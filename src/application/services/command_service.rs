use async_trait::async_trait;
use std::collections::HashMap;

use super::keys;
use crate::application::context::BotContext;
use crate::application::errors::BotError;
use crate::application::registry::RegistryKey;
use crate::plugins::trait_def::Service;

/// Commands that can never be disabled
pub const REQUIRED_COMMANDS: [&str; 2] = ["help", "config"];

/// Per-guild command enablement
#[derive(Debug, Default)]
pub struct CommandService;

impl CommandService {
    pub const NAME: &'static str = "CommandService";

    pub fn new() -> Self {
        Self
    }

    pub fn is_required(&self, command_name: &str) -> bool {
        REQUIRED_COMMANDS.iter().any(|r| r.eq_ignore_ascii_case(command_name))
    }

    /// Enabled when the owning plugin is enabled and the command was not explicitly disabled
    pub async fn is_command_enabled(
        &self,
        bot: &BotContext,
        guild_id: &str,
        command_name: &str,
    ) -> Result<bool, BotError> {
        let command = bot.registries().commands.get(command_name)?;
        let plugins = bot.plugin_service()?;
        if !plugins.is_plugin_enabled(bot, guild_id, &command.plugin_name).await? {
            return Ok(false);
        }
        if self.is_required(&command.name) {
            return Ok(true);
        }
        let enabled = self.enabled_map(bot, guild_id).await?;
        Ok(enabled
            .get(RegistryKey::new(&command.name).as_str())
            .copied()
            .unwrap_or(true))
    }

    pub async fn enable_command(&self, bot: &BotContext, guild_id: &str, command_name: &str) -> Result<(), BotError> {
        let command = bot.registries().commands.get(command_name)?;
        self.set_enabled(bot, guild_id, &command.name, true).await
    }

    pub async fn disable_command(&self, bot: &BotContext, guild_id: &str, command_name: &str) -> Result<(), BotError> {
        let command = bot.registries().commands.get(command_name)?;
        if self.is_required(&command.name) {
            return Err(BotError::Denied(format!("Command {} can not be disabled.", command.name)));
        }
        self.set_enabled(bot, guild_id, &command.name, false).await
    }

    async fn enabled_map(&self, bot: &BotContext, guild_id: &str) -> Result<HashMap<String, bool>, BotError> {
        Ok(bot
            .guild_data(guild_id)
            .get::<HashMap<String, bool>>(keys::ENABLED_COMMANDS)
            .await?
            .unwrap_or_default())
    }

    async fn set_enabled(&self, bot: &BotContext, guild_id: &str, command_name: &str, enabled: bool) -> Result<(), BotError> {
        let mut map = self.enabled_map(bot, guild_id).await?;
        map.insert(RegistryKey::new(command_name).to_string(), enabled);
        bot.guild_data(guild_id).set(keys::ENABLED_COMMANDS, &map).await?;
        tracing::info!(
            "{} command {} in guild {}",
            if enabled { "Enabled" } else { "Disabled" },
            command_name,
            guild_id
        );
        Ok(())
    }
}

#[async_trait]
impl Service for CommandService {
    fn name(&self) -> &str {
        Self::NAME
    }
}
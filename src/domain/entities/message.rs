use super::{Channel, Guild, User};
use chrono::{DateTime, Utc};

/// An inbound chat message as delivered by the transport
#[derive(Debug, Clone)]
pub struct Message {
    pub id: String,
    pub content: String,
    pub author: User,
    pub channel: Channel,
    pub guild: Option<Guild>,
    /// Role ids held by the author in `guild`
    pub member_roles: Vec<String>,
    pub timestamp: DateTime<Utc>,
}

impl Message {
    pub fn new(author: User, channel: Channel, content: impl Into<String>) -> Self {
        Self {
            id: uuid::Uuid::new_v4().to_string(),
            content: content.into(),
            author,
            channel,
            guild: None,
            member_roles: Vec::new(),
            timestamp: Utc::now(),
        }
    }

    pub fn in_guild(mut self, guild: Guild) -> Self {
        self.guild = Some(guild);
        self
    }

    pub fn with_roles(mut self, roles: Vec<String>) -> Self {
        self.member_roles = roles;
        self
    }

    pub fn guild_id(&self) -> Option<&str> {
        self.guild.as_ref().map(|g| g.id.as_str())
    }

    pub fn is_direct(&self) -> bool {
        self.guild.is_none()
    }
}
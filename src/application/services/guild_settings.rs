use async_trait::async_trait;

use super::keys;
use crate::application::context::BotContext;
use crate::application::errors::BotError;
use crate::application::registry::LoadedPlugin;
use crate::plugins::trait_def::Service;

/// Command prefix and plugin default data per guild
#[derive(Debug, Default)]
pub struct GuildSettingsService;

impl GuildSettingsService {
    pub const NAME: &'static str = "GuildSettingsService";

    pub fn new() -> Self {
        Self
    }

    /// Prefix for a guild, or the configured default outside guilds
    pub async fn prefix(&self, bot: &BotContext, guild_id: Option<&str>) -> Result<String, BotError> {
        let default = &bot.config().bot.prefix;
        let Some(guild_id) = guild_id else {
            return Ok(default.clone());
        };
        Ok(bot
            .guild_data(guild_id)
            .get::<String>(keys::PREFIX)
            .await?
            .filter(|p| !p.is_empty())
            .unwrap_or_else(|| default.clone()))
    }

    pub async fn set_prefix(&self, bot: &BotContext, guild_id: &str, prefix: &str) -> Result<String, BotError> {
        if prefix.is_empty() || prefix.contains(char::is_whitespace) {
            return Err(BotError::Denied("The prefix can not be empty or contain spaces.".to_string()));
        }
        bot.guild_data(guild_id).set(keys::PREFIX, &prefix).await?;
        Ok(prefix.to_string())
    }

    /// Write each of the plugin's default data entries the guild does not have yet
    pub async fn seed_default_data(
        &self,
        bot: &BotContext,
        guild_id: &str,
        plugin: &LoadedPlugin,
    ) -> Result<(), BotError> {
        for entry in &plugin.default_data {
            let existing = bot.store().get(guild_id, &entry.keyword).await?;
            if existing.is_none() {
                bot.store().set(guild_id, &entry.keyword, entry.data.clone()).await?;
                tracing::debug!("Seeded {} for guild {}", entry.keyword, guild_id);
            }
        }
        Ok(())
    }
}

#[async_trait]
impl Service for GuildSettingsService {
    fn name(&self) -> &str {
        Self::NAME
    }
}
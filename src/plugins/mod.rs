//! Plugin system
//!
//! Plugins are handed to the loader as values, factories or package names
//! and distributed into the bot's registries.

pub mod builtin;
pub mod loader;
pub mod trait_def;

pub use loader::PluginLoader;
pub use trait_def::{DefaultData, NoResolver, Plugin, PluginDescriptor, PluginHooks, PluginResolver, Service};
use serde::{Deserialize, Serialize};

/// A registered permission level name, e.g. `admin`
#[derive(Debug, Clone, PartialEq, Eq)]
pub struct PermissionLevel {
    pub name: String,
    pub plugin_name: String,
}

impl PermissionLevel {
    pub fn new(name: impl Into<String>, plugin_name: impl Into<String>) -> Self {
        Self {
            name: name.into(),
            plugin_name: plugin_name.into(),
        }
    }
}

/// Per-guild membership of a permission level
#[derive(Debug, Clone, Default, PartialEq, Eq, Serialize, Deserialize)]
pub struct PermissionLevelData {
    pub name: String,
    #[serde(default)]
    pub users: Vec<String>,
    #[serde(default)]
    pub roles: Vec<String>,
}

impl PermissionLevelData {
    pub fn empty(name: impl Into<String>) -> Self {
        Self {
            name: name.into(),
            users: Vec::new(),
            roles: Vec::new(),
        }
    }

    pub fn grants(&self, user_id: &str, role_ids: &[String]) -> bool {
        self.users.iter().any(|u| u == user_id) || self.roles.iter().any(|r| role_ids.contains(r))
    }
}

Aim of the exercise - Output the material again, line for line.

Written solution -
filename src/application/services/command_service.rs
use async_trait::async_trait;
use std::collections::HashMap;

use super::keys;
use crate::application::context::BotContext;
use crate::application::errors::BotError;
use crate::application::registry::RegistryKey;
use crate::plugins::trait_def::Service;

/// Commands that can never be disabled
pub const REQUIRED_COMMANDS: [&str; 2] = ["help", "config"];

/// Per-guild command enablement
#[derive(Debug, Default)]
pub struct CommandService;

impl CommandService {
    pub const NAME: &'static str = "CommandService";

    pub fn new() -> Self {
        Self
    }

    pub fn is_required(&self, command_name: &str) -> bool {
        REQUIRED_COMMANDS.iter().any(|r| r.eq_ignore_ascii_case(command_name))
    }

    /// Enabled when the owning plugin is enabled and the command was not explicitly disabled
    pub async fn is_command_enabled(
        &self,
        bot: &BotContext,
        guild_id: &str,
        command_name: &str,
    ) -> Result<bool, BotError> {
        let command = bot.registries().commands.get(command_name)?;
        let plugins = bot.plugin_service()?;
        if !plugins.is_plugin_enabled(bot, guild_id, &command.plugin_name).await? {
            return Ok(false);
        }
        if self.is_required(&command.name) {
            return Ok(true);
        }
        let enabled = self.enabled_map(bot, guild_id).await?;
        Ok(enabled
            .get(RegistryKey::new(&command.name).as_str())
            .copied()
            .unwrap_or(true))
    }

    pub async fn enable_command(&self, bot: &BotContext, guild_id: &str, command_name: &str) -> Result<(), BotError> {
        let command = bot.registries().commands.get(command_name)?;
        self.set_enabled(bot, guild_id, &command.name, true).await
    }

    pub async fn disable_command(&self, bot: &BotContext, guild_id: &str, command_name: &str) -> Result<(), BotError> {
        let command = bot.registries().commands.get(command_name)?;
        if self.is_required(&command.name) {
            return Err(BotError::Denied(format!("Command {} can not be disabled.", command.name)));
        }
        self.set_enabled(bot, guild_id, &command.name, false).await
    }

    async fn enabled_map(&self, bot: &BotContext, guild_id: &str) -> Result<HashMap<String, bool>, BotError> {
        Ok(bot
            .guild_data(guild_id)
            .get::<HashMap<String, bool>>(keys::ENABLED_COMMANDS)
            .await?
            .unwrap_or_default())
    }

    async fn set_enabled(&self, bot: &BotContext, guild_id: &str, command_name: &str, enabled: bool) -> Result<(), BotError> {
        let mut map = self.enabled_map(bot, guild_id).await?;
        map.insert(RegistryKey::new(command_name).to_string(), enabled);
        bot.guild_data(guild_id).set(keys::ENABLED_COMMANDS, &map).await?;
        tracing::info!(
            "{} command {} in guild {}",
            if enabled { "Enabled" } else { "Disabled" },
            command_name,
            guild_id
        );
        Ok(())
    }
}

#[async_trait]
impl Service for CommandService {
    fn name(&self) -> &str {
        Self::NAME
    }
}
filename src/domain/entities/message.rs
use super::{Channel, Guild, User};
use chrono::{DateTime, Utc};

/// An inbound chat message as delivered by the transport
#[derive(Debug, Clone)]
pub struct Message {
    pub id: String,
    pub content: String,
    pub author: User,
    pub channel: Channel,
    pub guild: Option<Guild>,
    /// Role ids held by the author in `guild`
    pub member_roles: Vec<String>,
    pub timestamp: DateTime<Utc>,
}

impl Message {
    pub fn new(author: User, channel: Channel, content: impl Into<String>) -> Self {
        Self {
            id: uuid::Uuid::new_v4().to_string(),
            content: content.into(),
            author,
            channel,
            guild: None,
            member_roles: Vec::new(),
            timestamp: Utc::now(),
        }
    }

    pub fn in_guild(mut self, guild: Guild) -> Self {
        self.guild = Some(guild);
        self
    }

    pub fn with_roles(mut self, roles: Vec<String>) -> Self {
        self.member_roles = roles;
        self
    }

    pub fn guild_id(&self) -> Option<&str> {
        self.guild.as_ref().map(|g| g.id.as_str())
    }

    pub fn is_direct(&self) -> bool {
        self.guild.is_none()
    }
}
filename src/application/services/guild_settings.rs
use async_trait::async_trait;

use super::keys;
use crate::application::context::BotContext;
use crate::application::errors::BotError;
use crate::application::registry::LoadedPlugin;
use crate::plugins::trait_def::Service;

/// Command prefix and plugin default data per guild
#[derive(Debug, Default)]
pub struct GuildSettingsService;

impl GuildSettingsService {
    pub const NAME: &'static str = "GuildSettingsService";

    pub fn new() -> Self {
        Self
    }

    /// Prefix for a guild, or the configured default outside guilds
    pub async fn prefix(&self, bot: &BotContext, guild_id: Option<&str>) -> Result<String, BotError> {
        let default = &bot.config().bot.prefix;
        let Some(guild_id) = guild_id else {
            return Ok(default.clone());
        };
        Ok(bot
            .guild_data(guild_id)
            .get::<String>(keys::PREFIX)
            .await?
            .filter(|p| !p.is_empty())
            .unwrap_or_else(|| default.clone()))
    }

    pub async fn set_prefix(&self, bot: &BotContext, guild_id: &str, prefix: &str) -> Result<String, BotError> {
        if prefix.is_empty() || prefix.contains(char::is_whitespace) {
            return Err(BotError::Denied("The prefix can not be empty or contain spaces.".to_string()));
        }
        bot.guild_data(guild_id).set(keys::PREFIX, &prefix).await?;
        Ok(prefix.to_string())
    }

    /// Write each of the plugin's default data entries the guild does not have yet
    pub async fn seed_default_data(
        &self,
        bot: &BotContext,
        guild_id: &str,
        plugin: &LoadedPlugin,
    ) -> Result<(), BotError> {
        for entry in &plugin.default_data {
            let existing = bot.store().get(guild_id, &entry.keyword).await?;
            if existing.is_none() {
                bot.store().set(guild_id, &entry.keyword, entry.data.clone()).await?;
                tracing::debug!("Seeded {} for guild {}", entry.keyword, guild_id);
            }
        }
        Ok(())
    }
}

#[async_trait]
impl Service for GuildSettingsService {
    fn name(&self) -> &str {
        Self::NAME
    }
}
filename src/plugins/mod.rs
//! Plugin system
//!
//! Plugins are handed to the loader as values, factories or package names
//! and distributed into the bot's registries.

pub mod builtin;
pub mod loader;
pub mod trait_def;

pub use loader::PluginLoader;
pub use trait_def::{DefaultData, NoResolver, Plugin, PluginDescriptor, PluginHooks, PluginResolver, Service};
use serde::{Deserialize, Serialize};

/// A registered permission level name, e.g. `admin`
#[derive(Debug, Clone, PartialEq, Eq)]
pub struct PermissionLevel {
    pub name: String,
    pub plugin_name: String,
}

impl PermissionLevel {
    pub fn new(name: impl Into<String>, plugin_name: impl Into<String>) -> Self {
        Self {
            name: name.into(),
            plugin_name: plugin_name.into(),
        }
    }
}

/// Per-guild membership of a permission level
#[derive(Debug, Clone, Default, PartialEq, Eq, Serialize, Deserialize)]
pub struct PermissionLevelData {
    pub name: String,
    #[serde(default)]
    pub users: Vec<String>,
    #[serde(default)]
    pub roles: Vec<String>,
}

impl PermissionLevelData {
    pub fn empty(name: impl Into<String>) -> Self {
        Self {
            name: name.into(),
            users: Vec::new(),
            roles: Vec::new(),
        }
    }

    pub fn grants(&self, user_id: &str, role_ids: &[String]) -> bool {
        self.users.iter().any(|u| u == user_id) || self.roles.iter().any(|r| role_ids.contains(r))
    }
}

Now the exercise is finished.